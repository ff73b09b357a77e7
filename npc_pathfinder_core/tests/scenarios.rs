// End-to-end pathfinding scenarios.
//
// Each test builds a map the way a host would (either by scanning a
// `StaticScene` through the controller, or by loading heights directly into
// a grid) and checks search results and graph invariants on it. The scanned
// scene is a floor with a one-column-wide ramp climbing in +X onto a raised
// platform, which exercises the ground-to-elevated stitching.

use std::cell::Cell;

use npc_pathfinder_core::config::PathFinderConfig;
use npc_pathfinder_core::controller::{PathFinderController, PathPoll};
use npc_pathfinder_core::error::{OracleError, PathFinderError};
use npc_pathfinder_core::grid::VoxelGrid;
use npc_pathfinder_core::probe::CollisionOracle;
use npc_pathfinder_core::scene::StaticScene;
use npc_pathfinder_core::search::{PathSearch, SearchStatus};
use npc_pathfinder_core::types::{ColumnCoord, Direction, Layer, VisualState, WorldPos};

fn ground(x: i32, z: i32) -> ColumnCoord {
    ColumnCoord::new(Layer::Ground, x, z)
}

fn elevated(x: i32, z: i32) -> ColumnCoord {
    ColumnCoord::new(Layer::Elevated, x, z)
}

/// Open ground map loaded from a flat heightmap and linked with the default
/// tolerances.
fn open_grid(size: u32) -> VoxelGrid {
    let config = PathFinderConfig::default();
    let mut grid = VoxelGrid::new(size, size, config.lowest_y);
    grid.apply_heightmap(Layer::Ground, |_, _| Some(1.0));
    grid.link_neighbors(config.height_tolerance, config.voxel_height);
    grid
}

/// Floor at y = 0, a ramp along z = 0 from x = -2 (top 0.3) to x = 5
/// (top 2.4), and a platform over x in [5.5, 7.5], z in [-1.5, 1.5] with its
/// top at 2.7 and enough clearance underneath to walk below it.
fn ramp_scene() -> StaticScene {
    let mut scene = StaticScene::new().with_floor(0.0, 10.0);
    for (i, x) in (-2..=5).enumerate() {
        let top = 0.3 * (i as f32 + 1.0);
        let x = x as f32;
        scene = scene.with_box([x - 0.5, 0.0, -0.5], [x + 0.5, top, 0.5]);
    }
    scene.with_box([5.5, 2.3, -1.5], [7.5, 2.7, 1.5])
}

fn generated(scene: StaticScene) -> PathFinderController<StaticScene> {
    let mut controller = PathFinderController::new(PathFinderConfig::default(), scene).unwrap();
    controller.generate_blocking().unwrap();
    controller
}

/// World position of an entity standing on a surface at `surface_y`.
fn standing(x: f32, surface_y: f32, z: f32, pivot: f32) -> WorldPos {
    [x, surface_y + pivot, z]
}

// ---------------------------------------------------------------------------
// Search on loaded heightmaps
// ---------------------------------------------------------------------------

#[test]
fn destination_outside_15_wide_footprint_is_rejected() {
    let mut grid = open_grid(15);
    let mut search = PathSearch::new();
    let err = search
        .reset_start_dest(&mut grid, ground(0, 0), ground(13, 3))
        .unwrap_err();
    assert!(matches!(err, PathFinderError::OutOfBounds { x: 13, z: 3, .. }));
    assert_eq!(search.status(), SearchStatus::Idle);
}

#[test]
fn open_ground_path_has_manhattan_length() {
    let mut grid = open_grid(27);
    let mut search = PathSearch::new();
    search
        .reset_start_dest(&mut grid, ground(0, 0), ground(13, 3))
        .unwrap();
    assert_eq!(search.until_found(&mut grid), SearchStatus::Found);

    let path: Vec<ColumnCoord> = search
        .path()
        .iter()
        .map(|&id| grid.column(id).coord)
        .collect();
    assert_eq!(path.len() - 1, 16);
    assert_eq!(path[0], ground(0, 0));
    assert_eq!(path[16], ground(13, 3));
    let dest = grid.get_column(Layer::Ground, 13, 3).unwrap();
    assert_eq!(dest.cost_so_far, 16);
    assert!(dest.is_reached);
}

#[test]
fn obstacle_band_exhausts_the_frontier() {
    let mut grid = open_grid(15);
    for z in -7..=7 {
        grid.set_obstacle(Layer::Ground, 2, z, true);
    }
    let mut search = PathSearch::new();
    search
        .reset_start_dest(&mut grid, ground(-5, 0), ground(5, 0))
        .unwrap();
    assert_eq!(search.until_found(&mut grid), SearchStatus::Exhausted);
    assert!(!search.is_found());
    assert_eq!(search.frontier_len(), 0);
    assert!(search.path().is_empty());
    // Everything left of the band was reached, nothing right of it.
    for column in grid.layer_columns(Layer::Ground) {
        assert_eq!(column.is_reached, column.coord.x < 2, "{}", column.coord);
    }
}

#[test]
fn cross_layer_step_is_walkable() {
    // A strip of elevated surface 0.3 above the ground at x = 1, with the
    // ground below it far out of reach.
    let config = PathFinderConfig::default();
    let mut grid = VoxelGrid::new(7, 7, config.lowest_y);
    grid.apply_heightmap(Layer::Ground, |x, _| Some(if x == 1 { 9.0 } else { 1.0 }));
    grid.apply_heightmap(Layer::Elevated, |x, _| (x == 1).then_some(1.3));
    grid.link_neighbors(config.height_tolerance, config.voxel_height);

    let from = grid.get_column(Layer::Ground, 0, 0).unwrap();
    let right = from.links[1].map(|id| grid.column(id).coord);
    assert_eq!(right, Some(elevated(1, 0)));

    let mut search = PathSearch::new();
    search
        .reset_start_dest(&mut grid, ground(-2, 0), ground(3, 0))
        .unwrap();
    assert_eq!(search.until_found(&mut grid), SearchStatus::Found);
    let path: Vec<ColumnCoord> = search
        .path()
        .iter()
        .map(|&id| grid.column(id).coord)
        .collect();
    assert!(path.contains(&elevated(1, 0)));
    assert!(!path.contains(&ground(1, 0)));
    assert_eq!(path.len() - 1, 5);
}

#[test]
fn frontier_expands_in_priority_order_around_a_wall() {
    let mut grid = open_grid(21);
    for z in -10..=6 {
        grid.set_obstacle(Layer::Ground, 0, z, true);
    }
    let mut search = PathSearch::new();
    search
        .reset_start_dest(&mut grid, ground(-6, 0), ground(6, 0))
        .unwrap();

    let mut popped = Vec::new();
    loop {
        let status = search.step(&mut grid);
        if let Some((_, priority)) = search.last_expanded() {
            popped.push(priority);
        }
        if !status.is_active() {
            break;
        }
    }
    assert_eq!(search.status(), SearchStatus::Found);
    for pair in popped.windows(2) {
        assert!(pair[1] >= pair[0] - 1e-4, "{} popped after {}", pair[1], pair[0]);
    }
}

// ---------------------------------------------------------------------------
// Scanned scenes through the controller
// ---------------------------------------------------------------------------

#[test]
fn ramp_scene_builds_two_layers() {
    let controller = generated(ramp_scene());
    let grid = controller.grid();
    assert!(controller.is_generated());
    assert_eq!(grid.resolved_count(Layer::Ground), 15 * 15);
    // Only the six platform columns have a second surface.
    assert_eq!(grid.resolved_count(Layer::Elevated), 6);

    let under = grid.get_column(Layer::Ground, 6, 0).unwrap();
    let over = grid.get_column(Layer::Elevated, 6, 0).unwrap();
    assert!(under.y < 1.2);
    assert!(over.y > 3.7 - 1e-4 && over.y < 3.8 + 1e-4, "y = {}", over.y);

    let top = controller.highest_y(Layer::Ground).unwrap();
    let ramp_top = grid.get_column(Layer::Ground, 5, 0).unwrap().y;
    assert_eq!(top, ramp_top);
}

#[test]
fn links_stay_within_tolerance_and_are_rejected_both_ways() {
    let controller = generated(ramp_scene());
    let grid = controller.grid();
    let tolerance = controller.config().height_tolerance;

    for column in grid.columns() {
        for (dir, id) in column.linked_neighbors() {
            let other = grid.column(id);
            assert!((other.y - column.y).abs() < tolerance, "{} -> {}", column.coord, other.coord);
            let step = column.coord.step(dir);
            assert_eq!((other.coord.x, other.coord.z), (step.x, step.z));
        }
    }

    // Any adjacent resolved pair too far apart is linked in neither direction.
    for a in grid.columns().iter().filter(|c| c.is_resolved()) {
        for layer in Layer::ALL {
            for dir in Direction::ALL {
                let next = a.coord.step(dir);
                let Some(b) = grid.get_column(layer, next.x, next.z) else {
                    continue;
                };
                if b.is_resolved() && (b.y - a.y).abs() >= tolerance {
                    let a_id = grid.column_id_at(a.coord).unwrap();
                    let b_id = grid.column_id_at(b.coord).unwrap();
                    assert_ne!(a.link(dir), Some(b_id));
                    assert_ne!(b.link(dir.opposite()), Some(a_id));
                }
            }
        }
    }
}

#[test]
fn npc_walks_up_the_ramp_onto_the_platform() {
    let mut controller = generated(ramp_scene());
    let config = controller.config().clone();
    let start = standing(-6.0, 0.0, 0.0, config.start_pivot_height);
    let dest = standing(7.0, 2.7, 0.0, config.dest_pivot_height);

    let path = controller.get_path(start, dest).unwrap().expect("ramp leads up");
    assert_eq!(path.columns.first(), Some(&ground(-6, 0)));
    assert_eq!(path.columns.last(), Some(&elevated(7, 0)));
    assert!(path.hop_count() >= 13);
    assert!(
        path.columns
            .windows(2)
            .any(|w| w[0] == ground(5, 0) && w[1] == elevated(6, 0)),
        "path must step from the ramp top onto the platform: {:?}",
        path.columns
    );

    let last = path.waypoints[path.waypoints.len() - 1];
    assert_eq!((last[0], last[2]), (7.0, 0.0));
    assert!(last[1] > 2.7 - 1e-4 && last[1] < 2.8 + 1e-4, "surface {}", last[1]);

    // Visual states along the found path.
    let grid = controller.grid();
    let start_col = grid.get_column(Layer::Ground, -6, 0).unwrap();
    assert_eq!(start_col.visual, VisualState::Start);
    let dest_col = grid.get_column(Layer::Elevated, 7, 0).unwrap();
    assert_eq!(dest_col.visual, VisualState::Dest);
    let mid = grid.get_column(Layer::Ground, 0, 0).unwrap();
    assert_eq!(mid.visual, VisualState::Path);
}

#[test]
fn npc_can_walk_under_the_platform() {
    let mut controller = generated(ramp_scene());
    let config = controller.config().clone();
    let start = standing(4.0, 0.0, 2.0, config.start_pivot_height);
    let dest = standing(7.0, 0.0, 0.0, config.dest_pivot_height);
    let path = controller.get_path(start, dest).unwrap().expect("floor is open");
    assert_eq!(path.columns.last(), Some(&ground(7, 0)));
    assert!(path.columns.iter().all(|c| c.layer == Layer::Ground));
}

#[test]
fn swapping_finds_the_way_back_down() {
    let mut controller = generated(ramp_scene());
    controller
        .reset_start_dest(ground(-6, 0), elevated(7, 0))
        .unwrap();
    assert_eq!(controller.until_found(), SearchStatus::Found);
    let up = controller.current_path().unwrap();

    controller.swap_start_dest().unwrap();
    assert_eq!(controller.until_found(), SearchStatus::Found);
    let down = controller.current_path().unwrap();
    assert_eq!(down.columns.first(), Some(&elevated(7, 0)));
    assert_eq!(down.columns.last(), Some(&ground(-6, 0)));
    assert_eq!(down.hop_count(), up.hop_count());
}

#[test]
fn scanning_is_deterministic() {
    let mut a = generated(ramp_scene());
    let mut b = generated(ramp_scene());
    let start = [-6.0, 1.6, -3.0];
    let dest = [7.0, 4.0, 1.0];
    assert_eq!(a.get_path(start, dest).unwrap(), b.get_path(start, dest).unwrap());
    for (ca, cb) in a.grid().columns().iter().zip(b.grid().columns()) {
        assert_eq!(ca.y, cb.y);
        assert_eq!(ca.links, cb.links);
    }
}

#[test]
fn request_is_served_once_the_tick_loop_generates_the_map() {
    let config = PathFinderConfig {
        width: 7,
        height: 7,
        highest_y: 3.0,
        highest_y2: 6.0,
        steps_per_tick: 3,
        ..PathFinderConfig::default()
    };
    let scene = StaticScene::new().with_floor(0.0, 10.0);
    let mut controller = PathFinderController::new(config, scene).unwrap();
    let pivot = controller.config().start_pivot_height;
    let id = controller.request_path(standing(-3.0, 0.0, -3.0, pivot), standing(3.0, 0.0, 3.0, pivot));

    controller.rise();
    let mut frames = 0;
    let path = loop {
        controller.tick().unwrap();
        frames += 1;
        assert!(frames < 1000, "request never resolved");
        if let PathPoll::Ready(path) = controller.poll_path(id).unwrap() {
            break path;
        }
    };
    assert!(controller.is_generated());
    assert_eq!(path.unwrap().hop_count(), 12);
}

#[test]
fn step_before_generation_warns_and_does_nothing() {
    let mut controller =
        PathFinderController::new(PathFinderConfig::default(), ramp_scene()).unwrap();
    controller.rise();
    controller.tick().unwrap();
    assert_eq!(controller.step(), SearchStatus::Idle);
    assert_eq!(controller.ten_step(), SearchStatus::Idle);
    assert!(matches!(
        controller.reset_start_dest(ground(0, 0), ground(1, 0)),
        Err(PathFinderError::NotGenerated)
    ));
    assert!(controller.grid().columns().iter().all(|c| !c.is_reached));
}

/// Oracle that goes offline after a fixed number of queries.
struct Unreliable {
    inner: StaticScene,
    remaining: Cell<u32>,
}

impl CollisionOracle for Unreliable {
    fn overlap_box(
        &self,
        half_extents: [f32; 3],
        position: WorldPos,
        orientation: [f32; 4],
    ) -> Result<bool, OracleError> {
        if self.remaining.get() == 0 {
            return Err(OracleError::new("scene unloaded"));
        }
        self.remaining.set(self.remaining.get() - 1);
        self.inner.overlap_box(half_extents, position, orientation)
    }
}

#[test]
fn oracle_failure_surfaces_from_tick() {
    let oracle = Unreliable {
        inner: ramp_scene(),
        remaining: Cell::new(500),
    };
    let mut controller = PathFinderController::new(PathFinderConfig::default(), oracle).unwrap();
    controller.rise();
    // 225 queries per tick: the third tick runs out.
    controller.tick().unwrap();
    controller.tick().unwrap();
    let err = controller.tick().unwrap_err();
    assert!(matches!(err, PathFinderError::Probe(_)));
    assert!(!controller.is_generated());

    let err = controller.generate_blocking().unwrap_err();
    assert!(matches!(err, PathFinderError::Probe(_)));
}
•••
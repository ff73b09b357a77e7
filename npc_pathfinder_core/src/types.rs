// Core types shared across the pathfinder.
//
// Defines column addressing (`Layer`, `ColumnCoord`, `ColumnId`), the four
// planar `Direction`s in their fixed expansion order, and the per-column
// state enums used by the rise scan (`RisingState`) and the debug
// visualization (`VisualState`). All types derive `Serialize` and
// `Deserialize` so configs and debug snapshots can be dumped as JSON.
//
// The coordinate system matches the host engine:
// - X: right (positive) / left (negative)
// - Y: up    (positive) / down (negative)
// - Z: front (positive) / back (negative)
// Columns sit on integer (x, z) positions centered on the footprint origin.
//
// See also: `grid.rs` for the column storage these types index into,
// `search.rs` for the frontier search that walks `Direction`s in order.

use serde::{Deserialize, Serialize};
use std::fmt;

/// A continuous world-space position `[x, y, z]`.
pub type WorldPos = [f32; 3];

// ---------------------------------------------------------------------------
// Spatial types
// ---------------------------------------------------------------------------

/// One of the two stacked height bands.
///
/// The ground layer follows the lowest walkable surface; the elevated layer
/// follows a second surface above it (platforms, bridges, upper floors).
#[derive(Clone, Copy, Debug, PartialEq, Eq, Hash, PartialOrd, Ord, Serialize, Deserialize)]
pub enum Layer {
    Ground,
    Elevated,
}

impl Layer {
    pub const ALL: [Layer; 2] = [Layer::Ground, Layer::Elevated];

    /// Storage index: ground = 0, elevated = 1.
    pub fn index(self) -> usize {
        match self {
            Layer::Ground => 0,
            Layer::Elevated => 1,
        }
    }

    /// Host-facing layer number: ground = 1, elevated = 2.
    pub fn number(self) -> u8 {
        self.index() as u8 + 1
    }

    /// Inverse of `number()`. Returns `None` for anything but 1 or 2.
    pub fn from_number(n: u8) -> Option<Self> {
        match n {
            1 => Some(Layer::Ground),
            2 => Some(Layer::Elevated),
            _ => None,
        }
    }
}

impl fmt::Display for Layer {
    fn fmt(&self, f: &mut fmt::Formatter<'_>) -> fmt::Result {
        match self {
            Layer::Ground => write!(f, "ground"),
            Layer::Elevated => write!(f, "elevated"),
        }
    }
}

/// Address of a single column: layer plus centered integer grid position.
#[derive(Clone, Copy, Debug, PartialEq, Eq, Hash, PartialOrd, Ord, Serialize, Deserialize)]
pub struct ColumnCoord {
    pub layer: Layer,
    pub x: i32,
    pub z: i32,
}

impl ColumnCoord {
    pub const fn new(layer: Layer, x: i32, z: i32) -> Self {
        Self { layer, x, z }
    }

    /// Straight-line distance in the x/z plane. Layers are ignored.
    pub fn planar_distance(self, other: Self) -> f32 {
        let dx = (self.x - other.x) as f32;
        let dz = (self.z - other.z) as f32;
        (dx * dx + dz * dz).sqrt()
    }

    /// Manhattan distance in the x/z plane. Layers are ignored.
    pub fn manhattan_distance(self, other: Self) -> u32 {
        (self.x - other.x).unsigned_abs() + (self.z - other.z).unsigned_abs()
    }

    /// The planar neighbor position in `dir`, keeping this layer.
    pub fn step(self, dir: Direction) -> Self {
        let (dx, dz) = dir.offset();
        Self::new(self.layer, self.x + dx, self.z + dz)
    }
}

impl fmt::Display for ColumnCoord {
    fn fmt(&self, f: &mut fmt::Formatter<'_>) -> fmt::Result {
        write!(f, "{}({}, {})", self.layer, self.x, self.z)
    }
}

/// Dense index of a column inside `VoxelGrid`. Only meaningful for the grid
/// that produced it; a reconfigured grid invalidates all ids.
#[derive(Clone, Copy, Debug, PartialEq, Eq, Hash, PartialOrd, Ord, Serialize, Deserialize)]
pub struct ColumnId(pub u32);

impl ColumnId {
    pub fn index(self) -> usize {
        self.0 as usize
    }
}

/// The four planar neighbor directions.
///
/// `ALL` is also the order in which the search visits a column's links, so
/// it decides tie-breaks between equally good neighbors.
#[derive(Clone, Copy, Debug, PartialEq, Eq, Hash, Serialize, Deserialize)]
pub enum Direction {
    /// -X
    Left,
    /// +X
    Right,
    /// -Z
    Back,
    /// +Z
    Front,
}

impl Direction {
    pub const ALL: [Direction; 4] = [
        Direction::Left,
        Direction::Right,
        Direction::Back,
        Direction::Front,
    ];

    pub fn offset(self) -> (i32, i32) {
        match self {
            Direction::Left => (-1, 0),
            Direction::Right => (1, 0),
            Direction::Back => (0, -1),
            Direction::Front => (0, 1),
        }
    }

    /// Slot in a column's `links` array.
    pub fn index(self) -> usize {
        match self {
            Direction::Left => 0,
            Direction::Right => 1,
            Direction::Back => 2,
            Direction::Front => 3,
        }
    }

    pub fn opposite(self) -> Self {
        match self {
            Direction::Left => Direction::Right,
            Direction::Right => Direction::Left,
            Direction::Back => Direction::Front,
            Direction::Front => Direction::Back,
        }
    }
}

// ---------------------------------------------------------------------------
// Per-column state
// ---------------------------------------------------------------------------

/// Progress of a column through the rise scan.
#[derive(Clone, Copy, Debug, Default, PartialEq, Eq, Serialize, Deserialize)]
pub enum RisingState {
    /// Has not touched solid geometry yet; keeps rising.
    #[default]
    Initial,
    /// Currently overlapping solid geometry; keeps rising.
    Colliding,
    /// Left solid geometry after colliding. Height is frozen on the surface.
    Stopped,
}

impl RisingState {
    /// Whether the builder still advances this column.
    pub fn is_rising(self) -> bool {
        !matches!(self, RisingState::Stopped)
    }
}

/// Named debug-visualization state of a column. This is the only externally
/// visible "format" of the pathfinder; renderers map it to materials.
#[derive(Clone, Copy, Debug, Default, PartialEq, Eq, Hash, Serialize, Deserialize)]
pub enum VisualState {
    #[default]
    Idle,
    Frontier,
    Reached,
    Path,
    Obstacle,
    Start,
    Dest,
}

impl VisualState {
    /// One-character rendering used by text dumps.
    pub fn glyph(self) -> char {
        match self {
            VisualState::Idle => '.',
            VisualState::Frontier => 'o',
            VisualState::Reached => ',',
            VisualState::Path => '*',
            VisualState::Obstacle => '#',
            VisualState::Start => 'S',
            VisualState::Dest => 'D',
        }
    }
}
•••
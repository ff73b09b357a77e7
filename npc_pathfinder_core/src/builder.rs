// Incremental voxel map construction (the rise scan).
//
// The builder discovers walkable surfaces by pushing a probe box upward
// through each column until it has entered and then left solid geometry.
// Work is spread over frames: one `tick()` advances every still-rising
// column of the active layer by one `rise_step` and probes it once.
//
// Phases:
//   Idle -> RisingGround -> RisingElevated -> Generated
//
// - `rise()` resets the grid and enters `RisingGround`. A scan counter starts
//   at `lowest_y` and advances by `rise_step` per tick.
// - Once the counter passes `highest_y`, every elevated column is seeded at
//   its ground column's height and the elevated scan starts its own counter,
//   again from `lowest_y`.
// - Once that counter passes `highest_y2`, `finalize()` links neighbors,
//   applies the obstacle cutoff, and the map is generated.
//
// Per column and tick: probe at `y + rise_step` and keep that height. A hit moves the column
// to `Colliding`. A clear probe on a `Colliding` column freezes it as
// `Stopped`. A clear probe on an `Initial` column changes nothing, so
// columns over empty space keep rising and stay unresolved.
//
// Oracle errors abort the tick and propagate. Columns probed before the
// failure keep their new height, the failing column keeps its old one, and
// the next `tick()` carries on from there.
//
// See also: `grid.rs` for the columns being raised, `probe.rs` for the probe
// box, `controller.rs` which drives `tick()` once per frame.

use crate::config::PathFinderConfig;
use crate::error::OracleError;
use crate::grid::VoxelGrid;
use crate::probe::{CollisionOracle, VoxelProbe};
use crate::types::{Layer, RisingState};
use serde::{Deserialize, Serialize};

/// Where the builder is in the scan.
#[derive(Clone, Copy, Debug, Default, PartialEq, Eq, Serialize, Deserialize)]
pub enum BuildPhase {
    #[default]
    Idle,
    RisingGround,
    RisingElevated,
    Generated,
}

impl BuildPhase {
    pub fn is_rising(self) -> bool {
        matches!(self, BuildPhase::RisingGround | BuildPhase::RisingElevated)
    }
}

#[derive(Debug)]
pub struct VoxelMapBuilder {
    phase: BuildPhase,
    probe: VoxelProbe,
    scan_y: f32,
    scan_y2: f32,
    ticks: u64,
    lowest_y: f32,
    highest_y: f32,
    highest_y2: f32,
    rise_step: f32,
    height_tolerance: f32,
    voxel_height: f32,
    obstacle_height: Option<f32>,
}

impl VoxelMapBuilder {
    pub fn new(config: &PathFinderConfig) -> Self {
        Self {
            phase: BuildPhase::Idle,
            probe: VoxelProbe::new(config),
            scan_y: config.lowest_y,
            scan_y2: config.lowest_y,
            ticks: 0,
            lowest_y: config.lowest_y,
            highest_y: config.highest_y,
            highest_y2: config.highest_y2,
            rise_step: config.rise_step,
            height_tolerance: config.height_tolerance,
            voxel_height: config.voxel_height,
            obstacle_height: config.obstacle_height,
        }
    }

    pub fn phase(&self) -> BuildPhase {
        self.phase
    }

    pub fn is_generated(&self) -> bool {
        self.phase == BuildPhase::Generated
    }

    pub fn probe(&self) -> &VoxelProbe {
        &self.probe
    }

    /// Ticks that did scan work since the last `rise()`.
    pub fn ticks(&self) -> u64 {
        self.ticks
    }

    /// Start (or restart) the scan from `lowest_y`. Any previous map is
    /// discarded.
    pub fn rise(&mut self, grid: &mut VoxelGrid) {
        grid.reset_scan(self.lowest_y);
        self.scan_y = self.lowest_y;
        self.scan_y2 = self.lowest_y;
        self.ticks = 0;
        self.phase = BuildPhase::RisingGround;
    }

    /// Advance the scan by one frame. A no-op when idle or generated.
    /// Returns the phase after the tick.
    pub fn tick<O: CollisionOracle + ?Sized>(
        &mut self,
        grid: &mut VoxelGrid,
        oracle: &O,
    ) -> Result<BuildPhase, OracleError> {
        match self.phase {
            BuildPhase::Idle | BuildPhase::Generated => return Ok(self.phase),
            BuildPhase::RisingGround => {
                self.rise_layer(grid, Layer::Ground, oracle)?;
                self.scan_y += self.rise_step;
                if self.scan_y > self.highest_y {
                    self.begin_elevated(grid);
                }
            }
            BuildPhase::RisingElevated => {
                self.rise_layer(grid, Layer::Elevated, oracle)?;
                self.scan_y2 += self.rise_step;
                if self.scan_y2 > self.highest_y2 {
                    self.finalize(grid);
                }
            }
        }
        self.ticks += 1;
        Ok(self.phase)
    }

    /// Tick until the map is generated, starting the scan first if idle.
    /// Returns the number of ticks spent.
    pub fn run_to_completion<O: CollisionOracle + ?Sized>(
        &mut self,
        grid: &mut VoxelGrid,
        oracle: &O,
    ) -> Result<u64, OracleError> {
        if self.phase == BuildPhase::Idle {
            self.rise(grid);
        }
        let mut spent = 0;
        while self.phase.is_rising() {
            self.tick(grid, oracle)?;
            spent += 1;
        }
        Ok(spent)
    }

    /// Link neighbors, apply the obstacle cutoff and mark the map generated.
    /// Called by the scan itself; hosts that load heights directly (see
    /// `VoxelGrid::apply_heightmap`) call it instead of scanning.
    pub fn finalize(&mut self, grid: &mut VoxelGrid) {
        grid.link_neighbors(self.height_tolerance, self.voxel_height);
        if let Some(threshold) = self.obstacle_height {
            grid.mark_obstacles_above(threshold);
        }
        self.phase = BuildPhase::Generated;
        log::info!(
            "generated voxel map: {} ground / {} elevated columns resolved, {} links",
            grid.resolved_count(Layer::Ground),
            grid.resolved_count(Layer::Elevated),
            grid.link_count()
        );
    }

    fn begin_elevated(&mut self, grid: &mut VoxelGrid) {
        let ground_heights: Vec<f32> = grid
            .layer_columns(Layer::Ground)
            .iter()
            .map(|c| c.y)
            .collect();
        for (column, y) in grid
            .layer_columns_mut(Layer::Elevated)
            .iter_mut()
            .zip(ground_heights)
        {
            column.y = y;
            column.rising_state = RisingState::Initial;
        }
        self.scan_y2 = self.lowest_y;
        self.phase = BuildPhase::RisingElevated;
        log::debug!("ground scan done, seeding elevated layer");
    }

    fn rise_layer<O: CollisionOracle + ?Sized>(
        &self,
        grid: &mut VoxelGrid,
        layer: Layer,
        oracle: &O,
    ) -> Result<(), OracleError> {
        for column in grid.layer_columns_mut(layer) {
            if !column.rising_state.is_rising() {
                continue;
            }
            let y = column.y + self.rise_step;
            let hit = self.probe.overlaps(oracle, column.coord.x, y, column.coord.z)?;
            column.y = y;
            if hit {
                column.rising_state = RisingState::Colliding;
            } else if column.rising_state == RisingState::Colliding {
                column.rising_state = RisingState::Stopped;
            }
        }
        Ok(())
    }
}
•••
Where does "true" appear in the listing? Show every line that has it.

        grid.set_obstacle(Layer::Ground, 2, z, true);
        grid.set_obstacle(Layer::Ground, 0, z, true);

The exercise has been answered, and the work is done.